Isabel Sawhill and Harry Holzer correctly identify the cost to society (and also in terms of reduced government services) that’s created by soaring entitlement costs in their Washington Post oped Saturday, but their anodyne suggestions for addressing the problem manifest the difficulty in tackling this problem.
The problem has been litigated on this blog before: we have a large cohort of Americans entering their retirement ages, they’re living longer than ever before, and their healthcare costs continue to rise. Holzer and Sawhill diagnose this problem, and point out that this is pernicious from a liberal perspective, because entitlement spending is crowding out all the other things government should do.
Coming from two card-carrying members of the liberal intelligentsia, this is a welcome admission. However, when they get to the money paragraphs–namely, telling us what to do about this–they become timid, and suggest that the recent diminution of health care inflation may continue and maybe there’s more to be done there, and then mention some kinds of means testing.

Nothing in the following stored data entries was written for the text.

#![deny(unsafe_code)]

use sha2::Digest;

pub fn sha256_hex(bytes: &[u8]) -> String {
    let digest = sha2::Sha256::digest(bytes);
    hex::encode(digest)
}

#[cfg(test)]
mod tests {
    use super::*;

    #[test]
    fn hashes_empty_input() {
        assert_eq!(
            sha256_hex(b""),
            "e3b0c44298fc1c149afbf4c8996fb92427ae41e4649b934ca495991b7852b855"
        );
    }
}
#[cfg(feature = "serde")]
use serde::{Deserialize, Serialize};

use crate::dsp::{LfoShape, VcoShape};

/*
Parameter snapshot for one frame.

The host owns parameter metadata (ranges, defaults, display units) and hands
the core plain resolved numbers. Switch-style parameters arrive from the host
as floats compared against thresholds; they are decoded into tagged enums
right here at the boundary so the DSP code branches on enums, never on float
thresholds.
*/

/// What feeds the filter this frame.
#[cfg_attr(feature = "serde", derive(Serialize, Deserialize))]
#[derive(Debug, Clone, Copy, PartialEq, Eq)]
pub enum FilterInput {
    Vco,
    Noise,
}

impl FilterInput {
    /// Decode the panel switch: low selects the VCO, high selects noise.
    pub fn from_switch(value: f32) -> Self {
        if value < 1.0 {
            FilterInput::Vco
        } else {
            FilterInput::Noise
        }
    }
}

/// Which signal modulates the filter cutoff.
#[cfg_attr(feature = "serde", derive(Serialize, Deserialize))]
#[derive(Debug, Clone, Copy, PartialEq, Eq)]
pub enum ModSource {
    Lfo,
    Ar,
}

impl ModSource {
    /// Decode the panel switch: high selects the AR generator.
    pub fn from_switch(value: f32) -> Self {
        if value > 0.0 {
            ModSource::Ar
        } else {
            ModSource::Lfo
        }
    }
}

impl VcoShape {
    /// Decode the panel switch: high selects the ramp.
    pub fn from_switch(value: f32) -> Self {
        if value > 0.0 {
            VcoShape::Ramp
        } else {
            VcoShape::Square
        }
    }
}

impl LfoShape {
    /// Decode the two shape selectors: triangle unless selector 1 is high,
    /// then square unless selector 2 is also high, then pulse.
    pub fn from_selectors(shape1: f32, shape2: f32) -> Self {
        if shape1 < 1.0 {
            LfoShape::Triangle
        } else if shape2 < 1.0 {
            LfoShape::Square
        } else {
            LfoShape::Pulse
        }
    }
}

/// All control values for one frame, already resolved by the host.
///
/// Documented ranges are host-enforced; the core assumes them.
#[cfg_attr(feature = "serde", derive(Serialize, Deserialize))]
#[derive(Debug, Clone, Copy)]
pub struct VoiceParams {
    /// VCO base pitch, two octaves per unit. Range -1..2.
    pub vco_pitch: f32,
    pub vco_shape: VcoShape,
    /// LFO-to-pitch modulation depth. Range 0..0.05.
    pub vco_lfo_mod_depth: f32,
    /// Envelope-to-pitch modulation depth. Range 0..1.
    pub vco_ar_mod_depth: f32,
    /// Enables the envelope-to-pitch path.
    pub vco_ar_mod_on: bool,

    pub vcf_input: FilterInput,
    /// Normalized cutoff control. Range 0..1.
    pub vcf_cutoff: f32,
    /// Resonance, sets the damping coefficient directly. Range 1..100.
    pub vcf_resonance: f32,
    /// Cutoff modulation depth. Range 0..0.3.
    pub vcf_mod_depth: f32,
    pub vcf_mod_source: ModSource,

    /// Multiplies the filter output by the envelope when on.
    pub vca_on: bool,
    /// Output volume. Range 0..1.
    pub output_volume: f32,

    /// Attack time in milliseconds. Range 2.5..2500.
    pub ar_attack_ms: f32,
    /// Release time in milliseconds. Range 2.5..3000.
    pub ar_release_ms: f32,
    /// Free-running retrigger toggle.
    pub ar_repeat: bool,
    /// Momentary manual trigger.
    pub ar_manual: bool,

    /// LFO rate in log2-Hz relative to C4. Range -7..-1 (~2 Hz to ~131 Hz).
    pub lfo_rate: f32,
    pub lfo_shape: LfoShape,
}

impl Default for VoiceParams {
    /// Panel defaults.
    fn default() -> Self {
        Self {
            vco_pitch: 0.0,
            vco_shape: VcoShape::Ramp,
            vco_lfo_mod_depth: 0.0,
            vco_ar_mod_depth: 0.0,
            vco_ar_mod_on: false,

            vcf_input: FilterInput::Vco,
            vcf_cutoff: 1.0,
            vcf_resonance: 1.0,
            vcf_mod_depth: 0.0,
            vcf_mod_source: ModSource::Ar,

            vca_on: true,
            output_volume: 0.5,

            ar_attack_ms: 2.5,
            ar_release_ms: 2.5,
            ar_repeat: false,
            ar_manual: false,

            lfo_rate: -2.0,
            lfo_shape: LfoShape::Triangle,
        }
    }
}
#[cfg(feature = "serde")]
use serde::{Deserialize, Serialize};

use crate::FREQ_C4;

/*
Pitched Oscillator (VCO)
========================

The audio-rate tone source. A single phase accumulator running over the
signed range [-0.5, 0.5), which keeps the ramp shape symmetric around zero:
the ramp is just a linear map of the phase and the square is its sign.

Pitch is a control-voltage-style value with a two-octave-per-unit mapping:

    freq = C4 · 2^(2 · pitch)

so the panel range [-1, 2] covers C2 up to four octaves above C4, and summed
modulation (external CV at 1 V/octave, LFO, envelope) lands in the same units.
*/

/// Output waveform, decoded from the panel switch at the parameter boundary.
#[cfg_attr(feature = "serde", derive(Serialize, Deserialize))]
#[derive(Debug, Clone, Copy, PartialEq, Eq)]
pub enum VcoShape {
    Ramp,
    Square,
}

pub struct PitchedOscillator {
    phase: f32, // always wrapped into [-0.5, 0.5)
    freq: f32,  // Hz
}

impl PitchedOscillator {
    pub fn new() -> Self {
        Self {
            phase: 0.0,
            freq: 0.0,
        }
    }

    /// Set the frequency from the summed pitch value (two octaves per unit).
    pub fn set_pitch(&mut self, pitch: f32) {
        self.freq = FREQ_C4 * (2.0 * pitch).exp2();
    }

    /// Advance the accumulator by one frame.
    pub fn process(&mut self, delta_time: f32) {
        self.phase += self.freq * delta_time;
        // Wrap into [-0.5, 0.5). floor-based so even an extreme modulated
        // frequency cannot leave the phase out of range for a frame.
        self.phase -= (self.phase + 0.5).floor();
    }

    /// Linear ramp over the phase, [-1, 1).
    pub fn ramp(&self) -> f32 {
        2.0 * (self.phase + 0.5) - 1.0
    }

    /// Sign of the phase.
    pub fn square(&self) -> f32 {
        if self.phase < 0.0 {
            -1.0
        } else {
            1.0
        }
    }

    pub fn sample(&self, shape: VcoShape) -> f32 {
        match shape {
            VcoShape::Ramp => self.ramp(),
            VcoShape::Square => self.square(),
        }
    }

    pub fn phase(&self) -> f32 {
        self.phase
    }

    pub fn freq(&self) -> f32 {
        self.freq
    }
}

impl Default for PitchedOscillator {
    fn default() -> Self {
        Self::new()
    }
}

#[cfg(test)]
mod tests {
    use super::*;

    const SAMPLE_RATE: f32 = 44_100.0;

    #[test]
    fn phase_stays_in_signed_range() {
        let mut osc = PitchedOscillator::new();
        osc.set_pitch(2.0); // top of the panel range
        let dt = 1.0 / SAMPLE_RATE;
        for _ in 0..100_000 {
            osc.process(dt);
            let phase = osc.phase();
            assert!((-0.5..0.5).contains(&phase), "phase {phase} left [-0.5, 0.5)");
        }
    }

    #[test]
    fn phase_wraps_even_under_extreme_modulation() {
        let mut osc = PitchedOscillator::new();
        // Far outside the documented range, as heavy AR modulation can push it.
        osc.set_pitch(7.0);
        let dt = 1.0 / SAMPLE_RATE;
        for _ in 0..10_000 {
            osc.process(dt);
            assert!((-0.5..0.5).contains(&osc.phase()));
        }
    }

    #[test]
    fn pitch_zero_runs_at_c4() {
        let mut osc = PitchedOscillator::new();
        osc.set_pitch(0.0);
        let dt = 1.0 / SAMPLE_RATE;

        // Count wraps over one second; should match C4 within a cycle.
        let mut wraps = 0;
        let mut last_phase = osc.phase();
        for _ in 0..SAMPLE_RATE as usize {
            osc.process(dt);
            if osc.phase() < last_phase {
                wraps += 1;
            }
            last_phase = osc.phase();
        }
        assert!(
            (260..=263).contains(&wraps),
            "expected ~261 cycles at pitch 0, got {wraps}"
        );
    }

    #[test]
    fn pitch_is_two_octaves_per_unit() {
        let mut osc = PitchedOscillator::new();
        osc.set_pitch(0.5);
        let f_half = osc.freq();
        osc.set_pitch(1.5);
        let f_three_halves = osc.freq();
        assert!(((f_three_halves / f_half) - 4.0).abs() < 1e-3);
    }

    #[test]
    fn ramp_and_square_track_phase() {
        let mut osc = PitchedOscillator::new();
        osc.set_pitch(0.0);
        let dt = 1.0 / SAMPLE_RATE;
        for _ in 0..10_000 {
            osc.process(dt);
            let ramp = osc.sample(VcoShape::Ramp);
            assert!((-1.0..1.0).contains(&ramp));
            assert!((ramp - 2.0 * osc.phase()).abs() < 1e-6);

            let square = osc.sample(VcoShape::Square);
            assert!(square == 1.0 || square == -1.0);
            assert_eq!(square >= 0.0, osc.phase() >= 0.0);
        }
    }
}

Given that we’re not sure why health care inflation has slowed, I think it’s less than a safe bet to assume that the trend will continue, and pointing to the Affordable Care act as a source for further downward price pressures begs a detailed explanation as to what, precisely, those provisions are. Capping the deductibility of employer-provided health insurance would be a big force for good, but under current law it comes too late (2017) and affects too few people to make any difference.
Charging the wealthy more for Medicare (which they also mention) is undoubtedly going to be a part of any solution but the deficit is so deep and growing so rapidly that it can never be enough.
On the Social Security side–which they skipped over–a progressive indexation of initial benefits is definitely a part of any solution, but that would have to dip down and impact, to some degree, the top 50% or so of all new retirees to come close to getting the system in balance.  Having them point out that progressive indexation wouldn’t cut anyone’s benefit–it only slows the real growth of initial benefits for the wealthy–would have been a positive addition to the debate.
It’s heartening to have respected economists associated with the Democratic Party pointing out that the entitlement crisis is real; it would have helped a bit more if they could have made it clear that it can’t be fixed solely by wise bureaucrats or on the backs of the wealthy.